WHAT IS BEING ASKED:
Check every line below for the word "ServerConfig" and copy each one that has it.

DATA PROVIDED:
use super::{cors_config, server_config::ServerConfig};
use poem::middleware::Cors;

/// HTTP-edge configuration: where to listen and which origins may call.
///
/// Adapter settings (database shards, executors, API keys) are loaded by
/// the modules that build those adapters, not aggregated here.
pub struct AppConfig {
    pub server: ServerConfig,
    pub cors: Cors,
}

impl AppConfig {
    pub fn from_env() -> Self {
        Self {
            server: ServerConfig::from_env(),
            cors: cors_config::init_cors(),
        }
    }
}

RESULT FOR THIS TASK:
use super::{cors_config, server_config::ServerConfig};
    pub server: ServerConfig,
            server: ServerConfig::from_env(),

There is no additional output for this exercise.